Gosh, a title containing two of my least favourite and most emotive subjects - God and the absolute lack of 'it'.

How exciting! Wink

ChocolateIsAFoodGroup · 15/09/2011 22:04

SM my point is that your notion of WORK is a social construct..... WORK has always meant whatever was necessary to maintain the household (or nomadic group of wanderers, or tribe, or farmstead, or whatever....) It includes everything from domestic tasks to bringing in money to raising children to caring for elderly parents. It's not just going down t' mill or careening off to your N.Y. law office on skyscraper heels (dreaming....)

ChocolateIsAFoodGroup · 15/09/2011 22:05

aldi I'll put you down for a pre-print copy Wink

scottishmummy · 15/09/2011 22:14

my notion of work is pretty universally shared
labour in exchange for money
undertaken usually external to home
demands and tasks are to an externally imposed standard. failure to met or adhere to external standards can lead to sanction or loss of revenue.imposition of rules and regulations

none of which housewife is

housewife is an individually agreed act that benefits that immediate family unit

ChocolateIsAFoodGroup · 15/09/2011 22:28

I think we're just going to have to agree to disagree, SM Wink

I don't think, in the history of MN, that anyone has ever changed anyone's else's mind on this topic, have they?

But it's been interesting discussing this with you!

Cushionface · 15/09/2011 22:56

SM, you really seem to have a lot of time on your hands.

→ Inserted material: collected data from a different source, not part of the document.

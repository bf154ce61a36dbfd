//! Error type definitions
//!
//! Defines the main error types used throughout the automation client.

use thiserror::Error;

/// Main error type for the Suno automation client
#[derive(Error, Debug)]
pub enum Error {
    /// Bad or missing caller-supplied argument. Never retried.
    #[error("Invalid parameter '{0}': {1}")]
    Validation(String, String),

    /// Missing, invalid or expired credential set. Fatal for the current
    /// instance; the caller needs to refresh the account cookie.
    #[error("Authentication error: {0}")]
    Authentication(String),

    /// Non-2xx response from the upstream API
    #[error("Upstream API error (status {status}): {body}")]
    UpstreamApi {
        /// HTTP status code returned by the upstream API
        status: u16,
        /// Response body, as text
        body: String,
    },

    /// Upstream 403 indicating a paid-tier requirement
    #[error("Pro feature required: {0}")]
    ProFeature(String),

    /// The coordinate-solving service exhausted its retries or returned an
    /// unusable solution
    #[error("CAPTCHA error: {0}")]
    Captcha(String),

    /// Retryable browser/network fault, classified from the error text
    #[error("Transient browser error: {0}")]
    BrowserTransient(String),

    /// Non-transient browser automation failure
    #[error("Browser error: {0}")]
    Browser(String),

    /// A polling or wait budget was exhausted with no usable result
    #[error("Timed out: {0}")]
    Timeout(String),

    /// Configuration-related errors
    #[error("Configuration error: {0}")]
    Config(String),

    /// Network/HTTP client errors
    #[error("Network error: {0}")]
    Network(#[from] reqwest::Error),

    /// JSON serialization/deserialization errors
    #[error("JSON error: {0}")]
    Json(#[from] serde_json::Error),

    /// I/O errors
    #[error("I/O error: {0}")]
    Io(#[from] std::io::Error),

    /// Generic errors
    #[error("Internal error: {0}")]
    Internal(String),
}

/// Result type alias for convenience
pub type Result<T> = std::result::Result<T, Error>;

impl Error {
    /// Create a validation error naming the offending parameter
    pub fn validation(param: impl Into<String>, msg: impl Into<String>) -> Self {
        Self::Validation(param.into(), msg.into())
    }

    /// Create an authentication error
    pub fn authentication(msg: impl Into<String>) -> Self {
        Self::Authentication(msg.into())
    }

    /// Create an upstream API error from a status code and body
    pub fn upstream(status: u16, body: impl Into<String>) -> Self {
        Self::UpstreamApi {
            status,
            body: body.into(),
        }
    }

    /// Create a pro-feature error
    pub fn pro_feature(msg: impl Into<String>) -> Self {
        Self::ProFeature(msg.into())
    }

    /// Create a CAPTCHA error
    pub fn captcha(msg: impl Into<String>) -> Self {
        Self::Captcha(msg.into())
    }

    /// Create a browser error, classifying it as transient when its text
    /// matches a known transient pattern
    pub fn browser(msg: impl Into<String>) -> Self {
        let msg = msg.into();
        if is_transient_text(&msg) {
            Self::BrowserTransient(msg)
        } else {
            Self::Browser(msg)
        }
    }

    /// Create a timeout error
    pub fn timeout(msg: impl Into<String>) -> Self {
        Self::Timeout(msg.into())
    }

    /// Create a configuration error
    pub fn config(msg: impl Into<String>) -> Self {
        Self::Config(msg.into())
    }

    /// Create an internal error
    pub fn internal(msg: impl Into<String>) -> Self {
        Self::Internal(msg.into())
    }

    /// Whether the browser automation flow may retry after this error
    pub fn is_retryable(&self) -> bool {
        matches!(self, Self::BrowserTransient(_))
    }
}

/// Substring classification of transient browser/network faults.
///
/// Matching on error text is fragile, so every call site goes through this
/// single function. The patterns mirror the faults seen in practice:
/// network-level failures, navigation timeouts, closed targets and
/// element-wait timeouts.
pub fn is_transient_text(message: &str) -> bool {
    let msg = message.to_lowercase();
    const TRANSIENT_PATTERNS: &[&str] = &[
        "net::err_",
        "socket",
        "timeout",
        "navigation",
        "target closed",
        "browser has been closed",
        "waiting for selector",
        "connection reset",
    ];
    TRANSIENT_PATTERNS.iter().any(|p| msg.contains(p))
}

/// Whether an error from the challenge-solving loop is a benign race loss:
/// the interceptor tore the page down while the loop was mid-interaction.
pub fn is_benign_race_text(message: &str) -> bool {
    let msg = message.to_lowercase();
    msg.contains("been closed") || msg.contains("aborterror") || msg.contains("session closed")
}
//! Credential storage for upstream accounts
//!
//! A [`CredentialStore`] holds the cookie collection authenticating one
//! upstream account. It is parsed once from a raw `Cookie:` header string
//! and refreshed from authoritative `Set-Cookie` response headers over the
//! lifetime of a client instance — caller input never merges over it.

/// Ordered cookie name→value map for one upstream account.
///
/// Insertion order is preserved: the serialized cookie string is the
/// identity used for instance caching and rotation, so a round trip through
/// the store must not reorder cookies.
#[derive(Debug, Clone, Default, PartialEq)]
pub struct CredentialStore {
    cookies: Vec<(String, String)>,
}

impl CredentialStore {
    /// Parse a raw cookie string (`name=value; name2=value2`) into a store.
    ///
    /// Malformed fragments without `=` are ignored, matching lenient
    /// browser behavior. Later duplicates of a name replace earlier ones
    /// in place.
    pub fn parse(raw: &str) -> Self {
        let mut store = Self::default();
        for pair in raw.split(';') {
            let pair = pair.trim();
            if pair.is_empty() {
                continue;
            }
            if let Some((name, value)) = pair.split_once('=') {
                store.insert(name.trim(), value.trim());
            }
        }
        store
    }

    /// Value of one cookie, if present
    pub fn get(&self, name: &str) -> Option<&str> {
        self.cookies
            .iter()
            .find(|(k, _)| k == name)
            .map(|(_, v)| v.as_str())
    }

    /// Insert or replace one cookie, keeping its original position on
    /// replacement
    pub fn insert(&mut self, name: impl Into<String>, value: impl Into<String>) {
        let name = name.into();
        let value = value.into();
        match self.cookies.iter_mut().find(|(k, _)| *k == name) {
            Some(entry) => entry.1 = value,
            None => self.cookies.push((name, value)),
        }
    }

    /// Number of cookies held
    pub fn len(&self) -> usize {
        self.cookies.len()
    }

    /// Whether the store holds no cookies
    pub fn is_empty(&self) -> bool {
        self.cookies.is_empty()
    }

    /// Iterate over cookie name/value pairs in insertion order
    pub fn iter(&self) -> impl Iterator<Item = (&str, &str)> {
        self.cookies.iter().map(|(k, v)| (k.as_str(), v.as_str()))
    }

    /// Serialize back into a `Cookie:` header value
    pub fn header_value(&self) -> String {
        self.cookies
            .iter()
            .map(|(k, v)| format!("{}={}", k, v))
            .collect::<Vec<_>>()
            .join("; ")
    }

    /// Merge `Set-Cookie` response header values into the store.
    ///
    /// Only the leading `name=value` fragment of each header is taken;
    /// attributes (`Path`, `Expires`, ...) are dropped. Existing entries
    /// are overwritten — responses are authoritative.
    pub fn merge_set_cookie<'a>(&mut self, headers: impl IntoIterator<Item = &'a str>) {
        for header in headers {
            if let Some(pair) = header.split(';').next() {
                if let Some((name, value)) = pair.split_once('=') {
                    self.insert(name.trim(), value.trim());
                }
            }
        }
    }

    /// The value of the identity-provider client cookie, if present
    pub fn client_token(&self) -> Option<&str> {
        self.get("__client")
    }

    /// Resolve the real `__client_uat` authentication timestamp.
    ///
    /// The plain `__client_uat` cookie is often "0" (unauthenticated); the
    /// actual timestamp lives in a session-variant `__client_uat_<suffix>`
    /// cookie. Returns `None` when no non-zero timestamp exists.
    pub fn client_uat_timestamp(&self) -> Option<&str> {
        self.cookies
            .iter()
            .find(|(name, value)| name.starts_with("__client_uat_") && value != "0")
            .map(|(_, v)| v.as_str())
            .or_else(|| self.get("__client_uat").filter(|v| *v != "0"))
    }

    /// Stable device id for this account: the analytics anonymous id when
    /// present, otherwise a freshly generated UUID.
    pub fn device_id(&self) -> String {
        self.get("ajs_anonymous_id")
            .map(str::to_string)
            .unwrap_or_else(|| uuid::Uuid::new_v4().to_string())
    }
}

#[cfg(test)]
mod tests {
    use super::*;
    use pretty_assertions::assert_eq;

    #[test]
    fn test_parse_preserves_order() {
        let raw = "_ga=x; __client=abc; ajs_anonymous_id=dev-1";
        let store = CredentialStore::parse(raw);
        assert_eq!(store.len(), 3);
        assert_eq!(store.get("__client"), Some("abc"));
        assert_eq!(store.header_value(), raw);
    }

    #[test]
    fn test_parse_ignores_malformed_fragments() {
        let store = CredentialStore::parse("valid=1; ; garbage ; another=2");
        assert_eq!(store.len(), 2);
        assert_eq!(store.get("another"), Some("2"));
    }

    #[test]
    fn test_merge_set_cookie_overwrites_in_place() {
        let mut store = CredentialStore::parse("__client=old; keep=1");
        store.merge_set_cookie(vec![
            "__client=new; Path=/; HttpOnly",
            "__session=sess; Secure",
        ]);
        assert_eq!(store.get("__client"), Some("new"));
        assert_eq!(store.get("__session"), Some("sess"));
        assert_eq!(store.header_value(), "__client=new; keep=1; __session=sess");
    }

    #[test]
    fn test_client_uat_prefers_session_variant() {
        let store =
            CredentialStore::parse("__client_uat=0; __client_uat_Jnxw-muT=1735689600");
        assert_eq!(store.client_uat_timestamp(), Some("1735689600"));

        let zero = CredentialStore::parse("__client_uat=0");
        assert_eq!(zero.client_uat_timestamp(), None);

        let plain = CredentialStore::parse("__client_uat=1735000000");
        assert_eq!(plain.client_uat_timestamp(), Some("1735000000"));
    }

    #[test]
    fn test_device_id_from_analytics_cookie() {
        let store = CredentialStore::parse("ajs_anonymous_id=dev-42");
        assert_eq!(store.device_id(), "dev-42");

        let store = CredentialStore::parse("__client=abc");
        // Random UUID fallback
        assert_eq!(store.device_id().len(), 36);
    }
}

Interesting you use the name 'mummy'. Perhaps you should change it to self-opinionated eejit.

OP posts:
scottishmummy · 15/09/2011 23:00

given its you with no respect ,spoilt (by own admission) children
what would you call yourself?

Cushionface · 15/09/2011 23:03

Not a self-opinionated eejit.

OP posts:
jellybeans · 15/09/2011 23:04

I agree with ChocolateIsAFoodGroup. 'Work' as we know it is as much a social construction and 'work' used to mean everything done to enable a household to function including looking after the home/children.

scottishmummy · 15/09/2011 23:15

i have no need to start thread about my spoiled children.or lack of familial respect.or no job.

evidently you do

jellybeans · 15/09/2011 23:17

I agree that it is probably going to affect your career chances if you are a SAHP for years on end. But, for me, it is worth the risk. To me, living on one wage, is safer than relying on two. I also have studied and volunteered in addition to being full time mum. Many parents at the school have got school jobs this way. And as we have discussed before on simealr threads, me being AH enables DH to work odd hours.

I have been through some real horrors in life and learned what is most important (for me..everyone is diferent). I am happy SAH and feel it is right for us, very right. But that doesn't mean I think all women should do it.

ChocolateIsAFoodGroup · 15/09/2011 23:45

cushion how are you? What do you think of how the thread has gone? Kinda meandered, hasn't it? Wink

kipperandtiger · 15/09/2011 23:59

Hello everyone, Chocolate - the link was funny, thanks. Cushion, you're back! I think you've got quite a lot of support, if you ignore the SAHM vs WOHM debate, which I think is a bit like debating whether fruit or vegetables are better anyway.

kipperandtiger · 16/09/2011 00:02

Hey, maybe if your DH is complaining you have a lot of free time, Cushion - it might be because you're more ORGANISED! Or more efficient at doing your jobs quickly.